Als praktisches Beispiel soll die Ehe einer japanischen Ehefrau mit einem deutschen Ehemann dienen, die in Deutschland im gesetzlichen Güterstand leben und zwei volljährige Kinder mit deutscher Staatsangehörigkeit haben. Testamente haben beide nicht errichtet. Es wird im Folgenden erörtert, welche erb- und (erbschaft-)steuerrechtlichen Folgen beim Tode des Ehemannes eintreten und welche Folgen beim Tode der Ehefrau hervorgerufen werden.

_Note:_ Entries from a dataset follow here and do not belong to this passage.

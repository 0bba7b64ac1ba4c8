use axum::{
    Json,
    extract::{Path, State},
    http::StatusCode,
};
use serde_json::json;
use tracing::instrument;

use crate::middleware::auth::AuthUser;
use crate::state::AppState;
use crate::utils::errors::AppError;
use crate::validator::ValidatedJson;

use super::model::{CreateProfessorDto, Professor, UpdateProfessorDto};
use super::service::ProfessorService;

#[instrument(skip(state, dto))]
pub async fn create_professor(
    State(state): State<AppState>,
    _auth_user: AuthUser,
    ValidatedJson(dto): ValidatedJson<CreateProfessorDto>,
) -> Result<(StatusCode, Json<Professor>), AppError> {
    let professor = ProfessorService::create_professor(&state.db, dto).await?;
    Ok((StatusCode::CREATED, Json(professor)))
}

#[instrument(skip(state))]
pub async fn get_professors(
    State(state): State<AppState>,
    _auth_user: AuthUser,
) -> Result<Json<Vec<Professor>>, AppError> {
    let professors = ProfessorService::list_professors(&state.db).await?;
    Ok(Json(professors))
}

#[instrument(skip(state))]
pub async fn get_professor(
    State(state): State<AppState>,
    _auth_user: AuthUser,
    Path(id): Path<i32>,
) -> Result<Json<Professor>, AppError> {
    let professor = ProfessorService::get_professor_by_id(&state.db, id)
        .await?
        .ok_or_else(|| AppError::not_found(anyhow::anyhow!("Professor not found")))?;

    Ok(Json(professor))
}

#[instrument(skip(state, dto))]
pub async fn update_professor(
    State(state): State<AppState>,
    _auth_user: AuthUser,
    Path(id): Path<i32>,
    ValidatedJson(dto): ValidatedJson<UpdateProfessorDto>,
) -> Result<Json<Professor>, AppError> {
    let affected = ProfessorService::update_professor(&state.db, id, dto).await?;
    if affected == 0 {
        return Err(AppError::not_found(anyhow::anyhow!("Professor not found")));
    }

    let professor = ProfessorService::get_professor_by_id(&state.db, id)
        .await?
        .ok_or_else(|| AppError::not_found(anyhow::anyhow!("Professor not found")))?;

    Ok(Json(professor))
}

#[instrument(skip(state))]
pub async fn delete_professor(
    State(state): State<AppState>,
    Path(id): Path<i32>,
) -> Result<Json<serde_json::Value>, AppError> {
    let affected = ProfessorService::delete_professor(&state.db, id).await?;
    if affected == 0 {
        return Err(AppError::not_found(anyhow::anyhow!("Professor not found")));
    }

    Ok(Json(json!({"message": "Professor deleted successfully"})))
}
use serde::{Deserialize, Serialize};
use sqlx::FromRow;
use validator::Validate;

#[derive(Serialize, Deserialize, FromRow, Debug, Clone, PartialEq, Eq)]
pub struct Professor {
    pub id: i32,
    pub name: String,
    pub email: String,
    pub department: String,
}

#[derive(Debug, Deserialize, Validate)]
pub struct CreateProfessorDto {
    #[validate(length(min = 1, message = "name must not be blank"))]
    pub name: String,
    #[validate(email(message = "email must be a valid address"))]
    pub email: String,
    #[validate(length(min = 1, message = "department must not be blank"))]
    pub department: String,
}

#[derive(Debug, Deserialize, Validate)]
pub struct UpdateProfessorDto {
    #[validate(length(min = 1, message = "name must not be blank"))]
    pub name: String,
    #[validate(email(message = "email must be a valid address"))]
    pub email: String,
    #[validate(length(min = 1, message = "department must not be blank"))]
    pub department: String,
}
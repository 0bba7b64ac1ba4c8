use axum::{
    Json,
    extract::{Path, State},
    http::StatusCode,
};
use serde_json::json;
use tracing::instrument;

use crate::middleware::auth::AuthUser;
use crate::state::AppState;
use crate::utils::errors::AppError;
use crate::validator::ValidatedJson;

use super::model::{Course, CreateCourseDto, UpdateCourseDto};
use super::service::CourseService;

#[instrument(skip(state, dto))]
pub async fn create_course(
    State(state): State<AppState>,
    _auth_user: AuthUser,
    ValidatedJson(dto): ValidatedJson<CreateCourseDto>,
) -> Result<(StatusCode, Json<Course>), AppError> {
    let course = CourseService::create_course(&state.db, dto).await?;
    Ok((StatusCode::CREATED, Json(course)))
}

#[instrument(skip(state))]
pub async fn get_courses(
    State(state): State<AppState>,
    _auth_user: AuthUser,
) -> Result<Json<Vec<Course>>, AppError> {
    let courses = CourseService::list_courses(&state.db).await?;
    Ok(Json(courses))
}

#[instrument(skip(state))]
pub async fn get_course(
    State(state): State<AppState>,
    _auth_user: AuthUser,
    Path(id): Path<i32>,
) -> Result<Json<Course>, AppError> {
    let course = CourseService::get_course_by_id(&state.db, id)
        .await?
        .ok_or_else(|| AppError::not_found(anyhow::anyhow!("Course not found")))?;

    Ok(Json(course))
}

#[instrument(skip(state, dto))]
pub async fn update_course(
    State(state): State<AppState>,
    _auth_user: AuthUser,
    Path(id): Path<i32>,
    ValidatedJson(dto): ValidatedJson<UpdateCourseDto>,
) -> Result<Json<Course>, AppError> {
    let affected = CourseService::update_course(&state.db, id, dto).await?;
    if affected == 0 {
        return Err(AppError::not_found(anyhow::anyhow!("Course not found")));
    }

    let course = CourseService::get_course_by_id(&state.db, id)
        .await?
        .ok_or_else(|| AppError::not_found(anyhow::anyhow!("Course not found")))?;

    Ok(Json(course))
}

#[instrument(skip(state))]
pub async fn delete_course(
    State(state): State<AppState>,
    Path(id): Path<i32>,
) -> Result<Json<serde_json::Value>, AppError> {
    let affected = CourseService::delete_course(&state.db, id).await?;
    if affected == 0 {
        return Err(AppError::not_found(anyhow::anyhow!("Course not found")));
    }

    Ok(Json(json!({"message": "Course deleted successfully"})))
}
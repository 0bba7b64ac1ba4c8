use axum::{
    Router, middleware,
    routing::{delete, get},
};

use crate::middleware::role::require_admin;
use crate::state::AppState;

use super::controller::{create_course, delete_course, get_course, get_courses, update_course};

pub fn init_courses_router(state: &AppState) -> Router<AppState> {
    let admin_routes = Router::new()
        .route("/{id}", delete(delete_course))
        .route_layer(middleware::from_fn_with_state(state.clone(), require_admin));

    Router::new()
        .route("/", get(get_courses).post(create_course))
        .route("/{id}", get(get_course).put(update_course))
        .merge(admin_routes)
}
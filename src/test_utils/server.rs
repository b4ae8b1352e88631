use std::path::Path;

use axum_extra::extract::{PrivateCookieJar, cookie::Cookie};
use axum_test::TestServer;
use tempfile::TempDir;
use uuid::Uuid;

use crate::{AppState, build_router, endpoints, workflow::COOKIE_SESSION_ID};

/// A test server backed by a fresh working directory.
pub(crate) struct TestApp {
    pub(crate) server: TestServer,
    pub(crate) state: AppState,
    work_dir: TempDir,
}

impl TestApp {
    pub(crate) fn work_dir(&self) -> &Path {
        self.work_dir.path()
    }

    /// Visit the workflow page and return the session cookie it sets along
    /// with the session ID it carries.
    pub(crate) async fn start_session(&self) -> (Cookie<'static>, Uuid) {
        let cookie = self.server.get(endpoints::ROOT).await.cookie(COOKIE_SESSION_ID);
        let id = self.session_id(&cookie);

        (cookie, id)
    }

    /// The session ID inside the encrypted session `cookie`.
    #[track_caller]
    fn session_id(&self, cookie: &Cookie<'static>) -> Uuid {
        let decrypted = PrivateCookieJar::new(self.state.cookie_key.clone())
            .decrypt(cookie.clone())
            .expect("Could not decrypt session cookie");

        Uuid::parse_str(decrypted.value()).expect("Session cookie did not hold a UUID")
    }
}

pub(crate) fn get_test_app() -> TestApp {
    let work_dir = tempfile::tempdir().expect("Could not create temp dir");
    let state =
        AppState::new("42", "Etc/UTC", work_dir.path()).expect("Could not create app state");
    let server =
        TestServer::try_new(build_router(state.clone())).expect("Could not create test server.");

    TestApp {
        server,
        state,
        work_dir,
    }
}

#[cfg(test)]
mod tests {
    use super::get_test_app;

    #[tokio::test]
    async fn session_cookie_is_encrypted() {
        let app = get_test_app();

        let (cookie, id) = app.start_session().await;

        assert_ne!(cookie.value(), id.to_string());
        assert!(app.state.sessions.update(id, |_| {}).is_ok());
    }
}
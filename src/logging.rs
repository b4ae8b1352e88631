//! Middleware for logging requests and responses.

use axum::{
    body::Body,
    extract::Request,
    http::{
        HeaderMap, StatusCode,
        header::{CONTENT_LENGTH, CONTENT_TYPE},
    },
    middleware::Next,
    response::{IntoResponse, Response},
};

const LOG_BODY_LENGTH_LIMIT: usize = 64;

/// The largest request body that is buffered for logging. Uploads are not
/// buffered and are limited by their route instead.
const REQUEST_BODY_LIMIT: usize = 2 * 1024 * 1024;

/// Log the request and response for each request.
///
/// Both the request and response are logged at the `info` level.
/// If a body is longer than [LOG_BODY_LENGTH_LIMIT] bytes, it is truncated and
/// the full body is logged at the `debug` level. Uploaded files are passed
/// through without being read and are logged by their declared size.
pub async fn logging_middleware(request: Request, next: Next) -> Response {
    let (parts, body) = request.into_parts();

    let request = if is_multipart(&parts.headers) {
        log_request(&parts, &multipart_summary(&parts.headers));
        Request::from_parts(parts, body)
    } else {
        let body_bytes = match axum::body::to_bytes(body, REQUEST_BODY_LIMIT).await {
            Ok(bytes) => bytes,
            Err(error) => {
                tracing::warn!("could not read request body: {error}");
                return (
                    StatusCode::PAYLOAD_TOO_LARGE,
                    "Request body is too large or could not be read",
                )
                    .into_response();
            }
        };

        log_request(&parts, &String::from_utf8_lossy(&body_bytes));
        Request::from_parts(parts, Body::from(body_bytes))
    };

    let response = next.run(request).await;

    let (parts, body) = response.into_parts();
    let body_bytes = match axum::body::to_bytes(body, usize::MAX).await {
        Ok(bytes) => bytes,
        Err(error) => {
            tracing::error!("could not read response body: {error}");
            return StatusCode::INTERNAL_SERVER_ERROR.into_response();
        }
    };

    log_response(&parts, &String::from_utf8_lossy(&body_bytes));

    Response::from_parts(parts, Body::from(body_bytes))
}

fn is_multipart(headers: &HeaderMap) -> bool {
    headers
        .get(CONTENT_TYPE)
        .and_then(|value| value.to_str().ok())
        .is_some_and(|content_type| content_type.starts_with("multipart/form-data"))
}

/// Describe a multipart body by its `Content-Length`.
fn multipart_summary(headers: &HeaderMap) -> String {
    match headers
        .get(CONTENT_LENGTH)
        .and_then(|value| value.to_str().ok())
    {
        Some(length) => format!("<multipart form, {length} bytes>"),
        None => "<multipart form, unknown size>".to_owned(),
    }
}

/// Cut `text` to at most [LOG_BODY_LENGTH_LIMIT] bytes without splitting a
/// character, or `None` if it already fits.
fn truncate(text: &str) -> Option<&str> {
    if text.len() <= LOG_BODY_LENGTH_LIMIT {
        return None;
    }

    let end = (0..=LOG_BODY_LENGTH_LIMIT)
        .rev()
        .find(|&index| text.is_char_boundary(index))
        .unwrap_or(0);

    Some(&text[..end])
}

fn log_request(parts: &axum::http::request::Parts, body: &str) {
    match truncate(body) {
        Some(short_body) => {
            tracing::info!("Received request: {parts:#?}\nbody: {short_body}...");
            tracing::debug!("Full request body: {body:?}");
        }
        None => tracing::info!("Received request: {parts:#?}\nbody: {body:?}"),
    }
}

fn log_response(parts: &axum::http::response::Parts, body: &str) {
    match truncate(body) {
        Some(short_body) => {
            tracing::info!("Sending response: {parts:#?}\nbody: {short_body}...");
            tracing::debug!("Full response body: {body:?}");
        }
        None => tracing::info!("Sending response: {parts:#?}\nbody: {body:?}"),
    }
}
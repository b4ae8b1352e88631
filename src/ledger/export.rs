//! Exporting the ledger as CSV.

use std::{fmt::Display, io};

use crate::{Error, ledger::Expense};

/// The header row of an exported CSV file.
const CSV_HEADER: [&str; 5] = [
    "Date",
    "Expense Category",
    "Expense Description",
    "Amount",
    "Notes",
];

/// Write `expenses` as CSV, one row per expense after the header row.
///
/// Amounts are written with two decimal places. The expense ID is not
/// exported.
///
/// # Errors
/// Returns [Error::CsvError] if the CSV could not be written.
pub fn write_expenses_csv(expenses: &[Expense], writer: impl io::Write) -> Result<(), Error> {
    let mut csv_writer = csv::Writer::from_writer(writer);

    csv_writer.write_record(CSV_HEADER).map_err(csv_error)?;

    for expense in expenses {
        let amount = format!("{:.2}", expense.amount);

        csv_writer
            .write_record([
                expense.date.as_str(),
                expense.category.as_str(),
                expense.description.as_str(),
                amount.as_str(),
                expense.notes.as_str(),
            ])
            .map_err(csv_error)?;
    }

    csv_writer
        .flush()
        .map_err(|error| Error::CsvError(error.to_string()))?;

    Ok(())
}

/// Write `expenses` as CSV into a byte buffer.
///
/// # Errors
/// Returns [Error::CsvError] if the CSV could not be written.
pub fn expenses_to_csv(expenses: &[Expense]) -> Result<Vec<u8>, Error> {
    let mut buffer = Vec::new();
    write_expenses_csv(expenses, &mut buffer)?;

    Ok(buffer)
}

/// The name for the downloaded CSV file, e.g. `Acme_expenses_2024.csv`.
pub fn export_file_name(business_name: &str, tax_year: impl Display) -> String {
    format!("{business_name}_expenses_{tax_year}.csv")
}

fn csv_error(error: csv::Error) -> Error {
    tracing::error!("could not write CSV: {error}");
    Error::CsvError(error.to_string())
}
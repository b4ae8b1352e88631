//! Table views for the dashboard.

use maud::{Markup, html};

use crate::{
    dashboard::aggregation::CategoryTotal,
    html::{TABLE_CELL_STYLE, TABLE_HEADER_STYLE, TABLE_ROW_STYLE, format_currency},
    ledger::Expense,
};

const TABLE_STYLE: &str = "w-full text-sm text-left rtl:text-right text-gray-500 dark:text-gray-400";
const AMOUNT_CELL_STYLE: &str = "px-6 py-4 text-right whitespace-nowrap";

/// Renders the amount spent in each category.
///
/// Renders nothing if there are no categories.
pub(super) fn category_totals_table(by_category: &[CategoryTotal]) -> Markup {
    if by_category.is_empty() {
        return html! {};
    }

    html!(
        div class="w-full"
        {
            h3 class="text-xl font-semibold mb-4" { "Expenses by Category" }

            div class="overflow-x-auto rounded-lg shadow"
            {
                table id="category-totals" class=(TABLE_STYLE)
                {
                    thead class=(TABLE_HEADER_STYLE)
                    {
                        tr
                        {
                            th scope="col" class=(TABLE_CELL_STYLE) { "Category" }
                            th scope="col" class=(AMOUNT_CELL_STYLE) { "Amount" }
                        }
                    }

                    tbody
                    {
                        @for total in by_category {
                            tr class=(TABLE_ROW_STYLE)
                            {
                                th
                                    scope="row"
                                    class="px-6 py-4 font-medium text-gray-900 dark:text-white"
                                {
                                    (total.category)
                                }
                                td class=(AMOUNT_CELL_STYLE) { (format_currency(total.amount)) }
                            }
                        }
                    }
                }
            }
        }
    )
}

/// Renders every expense as it is stored.
pub(super) fn expenses_table(expenses: &[Expense]) -> Markup {
    html!(
        div class="w-full"
        {
            h3 class="text-xl font-semibold mb-4" { "Expense Records" }

            div class="overflow-x-auto rounded-lg shadow"
            {
                table id="expense-records" class=(TABLE_STYLE)
                {
                    thead class=(TABLE_HEADER_STYLE)
                    {
                        tr
                        {
                            th scope="col" class=(TABLE_CELL_STYLE) { "Date" }
                            th scope="col" class=(TABLE_CELL_STYLE) { "Category" }
                            th scope="col" class=(TABLE_CELL_STYLE) { "Description" }
                            th scope="col" class=(AMOUNT_CELL_STYLE) { "Amount" }
                            th scope="col" class=(TABLE_CELL_STYLE) { "Notes" }
                        }
                    }

                    tbody
                    {
                        @for expense in expenses {
                            tr class=(TABLE_ROW_STYLE)
                            {
                                td class="px-6 py-4 whitespace-nowrap" { (expense.date) }
                                td class=(TABLE_CELL_STYLE) { (expense.category) }
                                td class=(TABLE_CELL_STYLE) { (expense.description) }
                                td class=(AMOUNT_CELL_STYLE) { (format_currency(expense.amount)) }
                                td class=(TABLE_CELL_STYLE) { (expense.notes) }
                            }
                        }

                        @if expenses.is_empty() {
                            tr class=(TABLE_ROW_STYLE)
                            {
                                td colspan="5" class="px-6 py-4 text-center"
                                {
                                    "No expenses recorded yet."
                                }
                            }
                        }
                    }
                }
            }
        }
    )
}

#[cfg(test)]
mod tests {
    use scraper::{Html, Selector};

    use crate::{
        dashboard::{
            aggregation::CategoryTotal,
            tables::{category_totals_table, expenses_table},
        },
        ledger::Expense,
    };

    fn row_text(html: &Html, table: &str) -> Vec<Vec<String>> {
        html.select(&Selector::parse(&format!("#{table} tbody tr")).unwrap())
            .map(|row| {
                row.select(&Selector::parse("th, td").unwrap())
                    .map(|cell| cell.text().collect::<String>().trim().to_owned())
                    .collect()
            })
            .collect()
    }

    #[test]
    fn expenses_table_shows_each_record() {
        let expenses = [Expense {
            id: 1,
            date: "2024-01-15".to_owned(),
            category: "Travel".to_owned(),
            description: "Flight".to_owned(),
            amount: 450.0,
            notes: "Economy".to_owned(),
        }];

        let html = Html::parse_fragment(&expenses_table(&expenses).into_string());

        assert_eq!(
            row_text(&html, "expense-records"),
            vec![vec!["2024-01-15", "Travel", "Flight", "$450.00", "Economy"]]
        );
    }

    #[test]
    fn empty_expenses_table_has_placeholder_row() {
        let html = Html::parse_fragment(&expenses_table(&[]).into_string());

        assert_eq!(
            row_text(&html, "expense-records"),
            vec![vec!["No expenses recorded yet."]]
        );
    }

    #[test]
    fn category_table_shows_each_total() {
        let html = Html::parse_fragment(
            &category_totals_table(&[CategoryTotal {
                category: "Travel".to_owned(),
                amount: 750.0,
            }])
            .into_string(),
        );

        assert_eq!(
            row_text(&html, "category-totals"),
            vec![vec!["Travel", "$750.00"]]
        );
    }

    #[test]
    fn empty_category_table_renders_nothing() {
        assert_eq!(category_totals_table(&[]).into_string(), "");
    }
}
//! Dashboard view rendering.

use maud::html;

use crate::{
    dashboard::{
        aggregation::summarize_expenses,
        charts::{DashboardChart, category_pie_chart, chart_view, charts_script},
        tables::{category_totals_table, expenses_table},
    },
    endpoints,
    html::{BUTTON_PRIMARY_STYLE, format_currency},
    ledger::Expense,
    workflow::{BusinessDetails, StepContent},
};

/// Renders the dashboard for `details` with the expenses read from the store.
///
/// The pie chart is left out when there are no expenses.
pub fn dashboard_view(details: BusinessDetails<'_>, expenses: &[Expense]) -> StepContent {
    let summary = summarize_expenses(expenses);

    let chart = (!expenses.is_empty()).then(|| DashboardChart {
        id: "category-chart",
        options: category_pie_chart(&summary.by_category).to_string(),
    });

    let body = html!(
        div
            id="dashboard-content"
            class="flex flex-col items-center w-full max-w-screen-xl gap-8"
        {
            div class="text-center"
            {
                h2 class="text-2xl font-bold" {
                    (details.name) " - " (details.tax_year) " Tax Year Dashboard"
                }

                p class="text-gray-600 dark:text-gray-400" { "Cumulative Profit & Loss Summary" }

                p id="total-expenses" class="mt-4 text-xl font-semibold"
                {
                    "Total Expenses: " (format_currency(summary.total))
                }
            }

            @if let Some(chart) = &chart {
                (chart_view(chart))
            }

            (category_totals_table(&summary.by_category))

            (expenses_table(expenses))

            a
                href=(endpoints::EXPENSES_EXPORT)
                download
                class={"text-center " (BUTTON_PRIMARY_STYLE)}
                style="max-width: 20rem;"
            {
                "Download CSV"
            }
        }
    );

    StepContent {
        head: chart
            .as_ref()
            .map(|chart| charts_script(std::slice::from_ref(chart)))
            .unwrap_or_default(),
        body,
    }
}

/// Renders the warning shown instead of the dashboard when the business
/// details have not been entered.
pub fn dashboard_blocked_view() -> StepContent {
    let body = html!(
        div
            role="alert"
            class="w-full max-w-md p-4 text-sm text-yellow-800 rounded-lg bg-yellow-50
                dark:bg-gray-800 dark:text-yellow-300"
        {
            span class="font-medium" { "Business details missing" }
            p { "Please enter your business details first. Go back to add them." }
        }
    );

    StepContent {
        head: Vec::new(),
        body,
    }
}

#[cfg(test)]
mod tests {
    use scraper::{Html, Selector};

    use crate::{
        dashboard::view::dashboard_view,
        endpoints,
        ledger::Expense,
        workflow::{BusinessDetails, TaxYear},
    };

    fn details() -> BusinessDetails<'static> {
        BusinessDetails {
            name: "Acme",
            tax_year: TaxYear::new(2024).unwrap(),
        }
    }

    fn travel_expense(id: i64, description: &str, amount: f64) -> Expense {
        Expense {
            id,
            date: "2024-01-15".to_owned(),
            category: "Travel".to_owned(),
            description: description.to_owned(),
            amount,
            notes: String::new(),
        }
    }

    fn select_text(html: &Html, selector: &str) -> String {
        html.select(&Selector::parse(selector).unwrap())
            .next()
            .unwrap_or_else(|| panic!("no element matches {selector}"))
            .text()
            .collect::<String>()
    }

    #[test]
    fn shows_title_and_total() {
        let expenses = [
            travel_expense(1, "Flight", 450.0),
            travel_expense(2, "Hotel", 300.0),
        ];

        let content = dashboard_view(details(), &expenses);
        let html = Html::parse_fragment(&content.body.into_string());

        assert_eq!(select_text(&html, "h2"), "Acme - 2024 Tax Year Dashboard");
        assert_eq!(
            select_text(&html, "#total-expenses").trim(),
            "Total Expenses: $750.00"
        );
        assert!(html
            .select(&Selector::parse("#category-chart").unwrap())
            .next()
            .is_some());
        assert_eq!(content.head.len(), 2, "want chart scripts");
    }

    #[test]
    fn empty_ledger_has_zero_total_and_no_chart() {
        let content = dashboard_view(details(), &[]);
        let html = Html::parse_fragment(&content.body.into_string());

        assert_eq!(
            select_text(&html, "#total-expenses").trim(),
            "Total Expenses: $0.00"
        );
        assert!(html
            .select(&Selector::parse("#category-chart").unwrap())
            .next()
            .is_none());
        assert!(html
            .select(&Selector::parse("#category-totals").unwrap())
            .next()
            .is_none());
        assert!(content.head.is_empty());
    }

    #[test]
    fn links_to_csv_export() {
        let content = dashboard_view(details(), &[travel_expense(1, "Flight", 450.0)]);
        let html = Html::parse_fragment(&content.body.into_string());

        let link = html
            .select(&Selector::parse("a[download]").unwrap())
            .next()
            .expect("download link missing");

        assert_eq!(link.value().attr("href"), Some(endpoints::EXPENSES_EXPORT));
    }
}
//! Defines the endpoint for uploading an existing expense store.

use std::path::PathBuf;

use axum::{
    extract::{FromRef, Multipart, State},
    response::{IntoResponse, Response},
};
use axum_extra::extract::PrivateCookieJar;
use maud::html;

use crate::{
    AppState, Error,
    alert::Alert,
    details::view::active_store_view,
    ledger::{LedgerStore, import_store},
    workflow::SessionStore,
};

/// The name of the multipart field holding the store file.
const STORE_FIELD: &str = "store";

/// The largest store file that can be uploaded, in bytes.
pub const MAX_STORE_UPLOAD_BYTES: usize = 32 * 1024 * 1024;

/// The state needed for uploading an expense store.
#[derive(Debug, Clone)]
pub struct ImportStoreState {
    /// The workflow state of every visitor.
    pub sessions: SessionStore,
    /// The directory uploaded stores are saved to.
    pub work_dir: PathBuf,
}

impl FromRef<AppState> for ImportStoreState {
    fn from_ref(state: &AppState) -> Self {
        Self {
            sessions: state.sessions.clone(),
            work_dir: state.work_dir.clone(),
        }
    }
}

struct StoreUpload {
    file_name: String,
    bytes: Vec<u8>,
}

/// Route handler for uploading an expense store.
///
/// The uploaded file is saved to the working directory under its own name and
/// becomes the visitor's active store. Files that are not compatible stores are
/// rejected and the active store is left as it was.
pub async fn import_store_endpoint(
    State(state): State<ImportStoreState>,
    jar: PrivateCookieJar,
    mut multipart: Multipart,
) -> Response {
    let (jar, id, _) = match state.sessions.load(jar) {
        Ok(loaded) => loaded,
        Err(error) => return error.into_alert_response(),
    };

    let upload = match read_store_field(&mut multipart).await {
        Ok(upload) => upload,
        Err(error) => return error.into_alert_response(),
    };

    let store = match save_store(&state, &upload) {
        Ok(store) => store,
        Err(error) => {
            tracing::warn!("rejected store upload {:?}: {error}", upload.file_name);
            return error.into_alert_response();
        }
    };

    let file_name = store.file_name();

    if let Err(error) = state
        .sessions
        .update(id, |session| session.store = store.clone())
    {
        return error.into_alert_response();
    }

    tracing::info!("session {id} switched to expense store {}", store.path().display());

    let alert = Alert::Success {
        message: format!("Loaded database: {file_name}"),
        details: "New expenses will be saved to this database.".to_owned(),
    };

    (
        jar,
        html!(
            (alert.into_html())
            (active_store_view(&file_name, true))
        ),
    )
        .into_response()
}

fn save_store(state: &ImportStoreState, upload: &StoreUpload) -> Result<LedgerStore, Error> {
    let store = import_store(&state.work_dir, &upload.file_name, &upload.bytes)?;
    store.initialize()?;

    Ok(store)
}

async fn read_store_field(multipart: &mut Multipart) -> Result<StoreUpload, Error> {
    while let Some(field) = multipart.next_field().await.map_err(|error| {
        tracing::error!("Could not read multipart form: {error}");
        Error::MultipartError(error.to_string())
    })? {
        if field.name() != Some(STORE_FIELD) {
            continue;
        }

        let file_name = match field.file_name() {
            Some(file_name) => file_name.to_owned(),
            None => {
                tracing::error!("Could not get file name from multipart form field: {field:#?}");
                return Err(Error::MultipartError(
                    "Could not get file name from multipart form field".to_owned(),
                ));
            }
        };

        let bytes = field.bytes().await.map_err(|error| {
            tracing::error!("Could not read data from multipart form field: {error}");
            Error::MultipartError("Could not read data from multipart form field.".to_owned())
        })?;

        // Browsers send an empty part when no file was chosen.
        if bytes.is_empty() {
            return Err(Error::MissingStoreFile);
        }

        tracing::debug!("Received file '{}' that is {} bytes", file_name, bytes.len());

        return Ok(StoreUpload {
            file_name,
            bytes: bytes.to_vec(),
        });
    }

    Err(Error::MissingStoreFile)
}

I. Erbrechtliche Wirkungen eines deutsch-japanischen Erbfalls – anwendbares Recht?
Im vorgenannten Beispiel stellt sich beim Tode eines der Ehegatten zunächst die Frage, welches Recht Anwendung findet, ob sich also die Erbfolge nach deutschem oder japanischem Recht bemisst. Ist diese Frage geklärt, schließt sich die Frage nach der konkreten Erbfolge im Einzelfall an. In diesem Zusammenhang wird geklärt, wie sich die Situation darstellt, wenn kein Testament, Erbvertrag und keine sonstige letztwillige Verfügung vorliegt bzw. wenn eine solche letztwillige Verfügung vorhanden ist. Hierbei wird die Frage nach der Einhaltung von etwa maßgeblichen Formvorschriften beantwortet werden müssen und schließlich die Frage, ob formwirksam getroffene Regelungen inhaltlich Bestand haben oder stattdessen Grenzen nach dem anzuwendenden Sachrecht gezogen werden. Hierbei sind, wie folgend zu zeigen sein wird, teilweise erstaunlich detaillierte Übereinstimmungen zwischen deutschem und japanischem Erbrecht gegeben, teilweise aber auch erhebliche Unterschiede vorhanden. Was der eine Ehegatte wirksam für seine Erbfolge anordnen darf, ist dem anderen Ehegatten teilweise nicht gestattet.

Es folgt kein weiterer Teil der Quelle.